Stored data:

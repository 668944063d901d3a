// Copyright 2026 the Spiral3d Authors
// SPDX-License-Identifier: Apache-2.0 OR MIT

//! Stroking: turning curves into polylines.

use core::f64::consts::PI;

use nalgebra::Point3;
use smallvec::SmallVec;

use crate::common::SMALL_METRIC_DISTANCE;
use crate::{CurvePrimitive, Range3, Transform3};

/// Tolerances that control how finely a curve is stroked.
///
/// Every limit is optional. An unset limit imposes nothing, so the default
/// options leave the choice of stroke count entirely to the curve.
#[derive(Clone, Copy, Debug, Default, PartialEq)]
#[cfg_attr(feature = "serde", derive(serde::Serialize, serde::Deserialize))]
pub struct StrokeOptions {
    /// Largest turn, in radians, allowed across one stroke.
    pub angle_tol: Option<f64>,
    /// Largest distance allowed between a stroke and the curve.
    pub chord_tol: Option<f64>,
    /// Longest stroke allowed.
    pub max_edge_length: Option<f64>,
    /// Fewest strokes to emit for any one curve.
    pub min_strokes_per_primitive: Option<usize>,
}

impl StrokeOptions {
    /// Set the angle tolerance, in radians.
    #[must_use]
    pub fn with_angle_tol(mut self, angle_tol: f64) -> Self {
        self.angle_tol = Some(angle_tol);
        self
    }

    /// Set the chord tolerance.
    #[must_use]
    pub fn with_chord_tol(mut self, chord_tol: f64) -> Self {
        self.chord_tol = Some(chord_tol);
        self
    }

    /// Set the maximum edge length.
    #[must_use]
    pub fn with_max_edge_length(mut self, max_edge_length: f64) -> Self {
        self.max_edge_length = Some(max_edge_length);
        self
    }

    /// Set the minimum stroke count.
    #[must_use]
    pub fn with_min_strokes_per_primitive(mut self, count: usize) -> Self {
        self.min_strokes_per_primitive = Some(count);
        self
    }

    /// Raise `count` so that no stroke turns more than the angle tolerance.
    pub fn apply_angle_tol(&self, count: usize, sweep_radians: f64) -> usize {
        match self.angle_tol {
            Some(tol) => count.max(steps_for(sweep_radians.abs(), tol)),
            None => count,
        }
    }

    /// Raise `count` so that no stroke exceeds the maximum edge length.
    pub fn apply_max_edge_length(&self, count: usize, length: f64) -> usize {
        match self.max_edge_length {
            Some(max_length) => count.max(steps_for(length.abs(), max_length)),
            None => count,
        }
    }

    /// Raise `count` so that strokes across `sweep_radians` of a circle of
    /// `radius` stay within the chord tolerance.
    ///
    /// The sagitta of a chord subtending angle `θ` is `r (1 − cos(θ/2))`,
    /// so each stroke may turn at most `2 acos(1 − tol/r)`. That is
    /// evaluated as `4 asin(sqrt(tol / 2r))`, which keeps its precision for
    /// tolerances far below the radius.
    pub fn apply_chord_tol(&self, count: usize, radius: f64, sweep_radians: f64) -> usize {
        let Some(tol) = self.chord_tol else {
            return count;
        };
        let radius = radius.abs();
        if !(tol > 0.0 && radius > 0.0 && radius.is_finite()) {
            return count;
        }
        let half_ratio = (0.5 * tol / radius).min(1.0);
        let max_turn = (4.0 * half_ratio.sqrt().asin())
            .min(PI)
            .max(f64::MIN_POSITIVE);
        count.max(steps_for(sweep_radians.abs(), max_turn))
    }

    /// Raise `count` to the minimum stroke count.
    pub fn apply_min_strokes_per_primitive(&self, count: usize) -> usize {
        match self.min_strokes_per_primitive {
            Some(min) => count.max(min),
            None => count,
        }
    }
}

/// Most strokes any tolerance can ask of one curve.
///
/// An explicit [`StrokeOptions::min_strokes_per_primitive`] is not limited.
pub const MAX_STROKES_PER_PRIMITIVE: usize = 1 << 16;

/// Number of steps of at most `step` needed to cover `total`, up to
/// [`MAX_STROKES_PER_PRIMITIVE`].
///
/// A non-positive or non-finite step asks for nothing.
#[expect(
    clippy::cast_possible_truncation,
    reason = "The count is clamped to `MAX_STROKES_PER_PRIMITIVE` before the cast."
)]
fn steps_for(total: f64, step: f64) -> usize {
    if !(step > 0.0 && total.is_finite()) {
        return 0;
    }
    (total / step).ceil().min(MAX_STROKES_PER_PRIMITIVE as f64) as usize
}

/// Receives the pieces a curve announces when asked to stroke itself.
///
/// A curve brackets its announcements with [`start_curve_primitive`] and
/// [`end_curve_primitive`]. Between them it reports each fraction interval
/// that should be stroked with uniform steps.
///
/// [`start_curve_primitive`]: StrokeHandler::start_curve_primitive
/// [`end_curve_primitive`]: StrokeHandler::end_curve_primitive
pub trait StrokeHandler {
    /// Called before any interval of `curve` is announced.
    fn start_curve_primitive(&mut self, _curve: &dyn CurvePrimitive) {}

    /// Stroke `curve` from `fraction0` to `fraction1` in `num_strokes`
    /// equal fraction steps.
    fn announce_interval_for_uniform_step_strokes(
        &mut self,
        curve: &dyn CurvePrimitive,
        num_strokes: usize,
        fraction0: f64,
        fraction1: f64,
    );

    /// Called after the last interval of `curve`.
    fn end_curve_primitive(&mut self, _curve: &dyn CurvePrimitive) {}
}

/// Inline capacity of a [`Polyline`]: one stroke per sixteenth, plus the start.
const INLINE_POINTS: usize = 17;

/// An ordered run of points joined by straight strokes.
#[derive(Clone, Debug, Default, PartialEq)]
#[cfg_attr(feature = "serde", derive(serde::Serialize, serde::Deserialize))]
pub struct Polyline {
    points: SmallVec<[Point3<f64>; INLINE_POINTS]>,
}

impl Polyline {
    /// An empty polyline.
    pub fn new() -> Polyline {
        Polyline::default()
    }

    /// The points, in order.
    #[inline]
    pub fn points(&self) -> &[Point3<f64>] {
        &self.points
    }

    /// Number of points.
    #[inline]
    pub fn len(&self) -> usize {
        self.points.len()
    }

    /// True if there are no points.
    #[inline]
    pub fn is_empty(&self) -> bool {
        self.points.is_empty()
    }

    /// The point at `index`, if there is one.
    #[inline]
    pub fn get(&self, index: usize) -> Option<Point3<f64>> {
        self.points.get(index).copied()
    }

    /// The first point.
    pub fn start_point(&self) -> Option<Point3<f64>> {
        self.points.first().copied()
    }

    /// The last point.
    pub fn end_point(&self) -> Option<Point3<f64>> {
        self.points.last().copied()
    }

    /// Append a point.
    pub fn push(&mut self, p: Point3<f64>) {
        self.points.push(p);
    }

    /// Append a point unless it repeats the last one.
    pub fn push_if_distinct(&mut self, p: Point3<f64>) {
        match self.points.last() {
            Some(last) if (p - last).norm() <= SMALL_METRIC_DISTANCE => {}
            _ => self.points.push(p),
        }
    }

    /// Remove every point.
    pub fn clear(&mut self) {
        self.points.clear();
    }

    /// Apply `transform` to every point.
    pub fn transform_in_place(&mut self, transform: &Transform3) {
        for p in &mut self.points {
            *p = transform.transform_point(p);
        }
    }

    /// Total length of the strokes.
    pub fn length(&self) -> f64 {
        self.points.windows(2).map(|w| (w[1] - w[0]).norm()).sum()
    }

    /// Bounding range of the points.
    pub fn range(&self) -> Range3 {
        Range3::from_points(&self.points)
    }
}

impl FromIterator<Point3<f64>> for Polyline {
    fn from_iter<T: IntoIterator<Item = Point3<f64>>>(iter: T) -> Self {
        Polyline {
            points: iter.into_iter().collect(),
        }
    }
}

impl Extend<Point3<f64>> for Polyline {
    fn extend<T: IntoIterator<Item = Point3<f64>>>(&mut self, iter: T) {
        self.points.extend(iter);
    }
}

/// A polyline collects the strokes it is handed.
impl StrokeHandler for Polyline {
    fn announce_interval_for_uniform_step_strokes(
        &mut self,
        curve: &dyn CurvePrimitive,
        num_strokes: usize,
        fraction0: f64,
        fraction1: f64,
    ) {
        let num_strokes = num_strokes.max(1);
        for i in 0..=num_strokes {
            let t = i as f64 / num_strokes as f64;
            let fraction = fraction0 + t * (fraction1 - fraction0);
            self.push_if_distinct(curve.fraction_to_point(fraction));
        }
    }
}

/// Stroke points for the active part of a curve.
///
/// When the active part is the whole curve the curve's own full-curve
/// strokes serve, and nothing separate is stored.
#[derive(Clone, Debug, Default, PartialEq)]
pub enum ActiveStrokes {
    /// Same as the full-curve strokes.
    #[default]
    AliasesGlobal,
    /// Strokes computed for a proper sub-interval.
    Independent(Polyline),
}

impl ActiveStrokes {
    /// Pick the polyline that applies, given the full-curve strokes.
    pub fn resolve<'a>(&'a self, global: &'a Polyline) -> &'a Polyline {
        match self {
            ActiveStrokes::AliasesGlobal => global,
            ActiveStrokes::Independent(strokes) => strokes,
        }
    }

    /// True when no separate strokes are stored.
    pub fn is_aliased(&self) -> bool {
        matches!(self, ActiveStrokes::AliasesGlobal)
    }
}

#[cfg(test)]
mod tests {
    use super::*;

    #[test]
    fn default_options_change_nothing() {
        let options = StrokeOptions::default();
        assert_eq!(options.apply_angle_tol(3, 10.0), 3);
        assert_eq!(options.apply_chord_tol(3, 1.0, 10.0), 3);
        assert_eq!(options.apply_max_edge_length(3, 100.0), 3);
        assert_eq!(options.apply_min_strokes_per_primitive(3), 3);
    }

    #[test]
    fn options_raise_counts() {
        let options = StrokeOptions::default()
            .with_angle_tol(0.1)
            .with_max_edge_length(2.0)
            .with_min_strokes_per_primitive(7);
        assert_eq!(options.apply_angle_tol(1, 1.05), 11);
        assert_eq!(options.apply_angle_tol(1, -1.05), 11);
        assert_eq!(options.apply_angle_tol(20, 1.05), 20);
        assert_eq!(options.apply_max_edge_length(1, 9.0), 5);
        assert_eq!(options.apply_min_strokes_per_primitive(2), 7);
        assert_eq!(options.apply_min_strokes_per_primitive(9), 9);
    }

    #[test]
    fn chord_tolerance() {
        // tol = r/2 allows 2 acos(1/2) = 120 degrees per stroke.
        let options = StrokeOptions::default().with_chord_tol(0.5);
        assert_eq!(options.apply_chord_tol(1, 1.0, 2.0 * PI - 0.1), 3);
        // A tolerance beyond the diameter is capped at a half turn.
        let loose = StrokeOptions::default().with_chord_tol(10.0);
        assert_eq!(loose.apply_chord_tol(1, 1.0, 2.0 * PI), 2);
        // Straight lines need nothing.
        assert_eq!(options.apply_chord_tol(1, f64::INFINITY, 0.0), 1);
        assert_eq!(options.apply_chord_tol(1, 0.0, 1.0), 1);
    }

    #[test]
    fn degenerate_steps() {
        assert_eq!(steps_for(1.0, 0.0), 0);
        assert_eq!(steps_for(1.0, -1.0), 0);
        assert_eq!(steps_for(f64::NAN, 1.0), 0);
        assert_eq!(steps_for(0.0, 1.0), 0);
        assert_eq!(steps_for(1.0, 1e-300), MAX_STROKES_PER_PRIMITIVE);
        assert_eq!(steps_for(1.0, f64::MIN_POSITIVE), MAX_STROKES_PER_PRIMITIVE);
    }

    #[test]
    fn tiny_chord_tolerance() {
        let sweep = 0.5235987755982988;
        let coarse = StrokeOptions::default().with_chord_tol(1e-4);
        let coarse_count = coarse.apply_chord_tol(1, 100.0, sweep);
        // 2 acos(1 - 1e-6) is about 2.83e-3 rad per stroke.
        assert_eq!(coarse_count, 186);
        // 1 - 1e-17 rounds to 1, but the tolerance still binds.
        let fine = StrokeOptions::default().with_chord_tol(1e-15);
        let fine_count = fine.apply_chord_tol(1, 100.0, sweep);
        assert!(fine_count > coarse_count);
        assert_eq!(fine_count, MAX_STROKES_PER_PRIMITIVE);
        // Small but representable: sqrt(8 tol / r) per stroke.
        let small = StrokeOptions::default().with_chord_tol(1e-12);
        assert_eq!(small.apply_chord_tol(1, 100.0, 1e-3), 3536);
        // Underflowing ratios hit the cap rather than asking for nothing.
        let underflow = StrokeOptions::default().with_chord_tol(1e-320);
        assert_eq!(underflow.apply_chord_tol(1, 100.0, sweep), MAX_STROKES_PER_PRIMITIVE);
    }

    #[test]
    fn polyline_basics() {
        let mut line: Polyline = [Point3::origin(), Point3::new(3.0, 4.0, 0.0)]
            .into_iter()
            .collect();
        line.push_if_distinct(Point3::new(3.0, 4.0, 0.0));
        assert_eq!(line.len(), 2);
        line.push(Point3::new(3.0, 4.0, 2.0));
        assert_eq!(line.length(), 7.0);
        assert_eq!(line.start_point(), Some(Point3::origin()));
        assert_eq!(line.end_point(), Some(Point3::new(3.0, 4.0, 2.0)));
        assert_eq!(line.range().high, Point3::new(3.0, 4.0, 2.0));

        line.transform_in_place(&Transform3::scale(2.0));
        assert_eq!(line.get(1), Some(Point3::new(6.0, 8.0, 0.0)));
        line.clear();
        assert!(line.is_empty());
        assert_eq!(line.start_point(), None);
    }

    #[test]
    fn active_strokes_resolve() {
        let global: Polyline = [Point3::origin()].into_iter().collect();
        let own: Polyline = [Point3::new(1.0, 0.0, 0.0)].into_iter().collect();
        assert_eq!(ActiveStrokes::AliasesGlobal.resolve(&global), &global);
        assert!(ActiveStrokes::default().is_aliased());
        let independent = ActiveStrokes::Independent(own.clone());
        assert_eq!(independent.resolve(&global), &own);
        assert!(!independent.is_aliased());
    }
}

BRIEF: Search the lines above for the string "than", then show every one that has it.

EXERCISE RESULT:
    /// Raise `count` so that no stroke turns more than the angle tolerance.
        // Underflowing ratios hit the cap rather than asking for nothing.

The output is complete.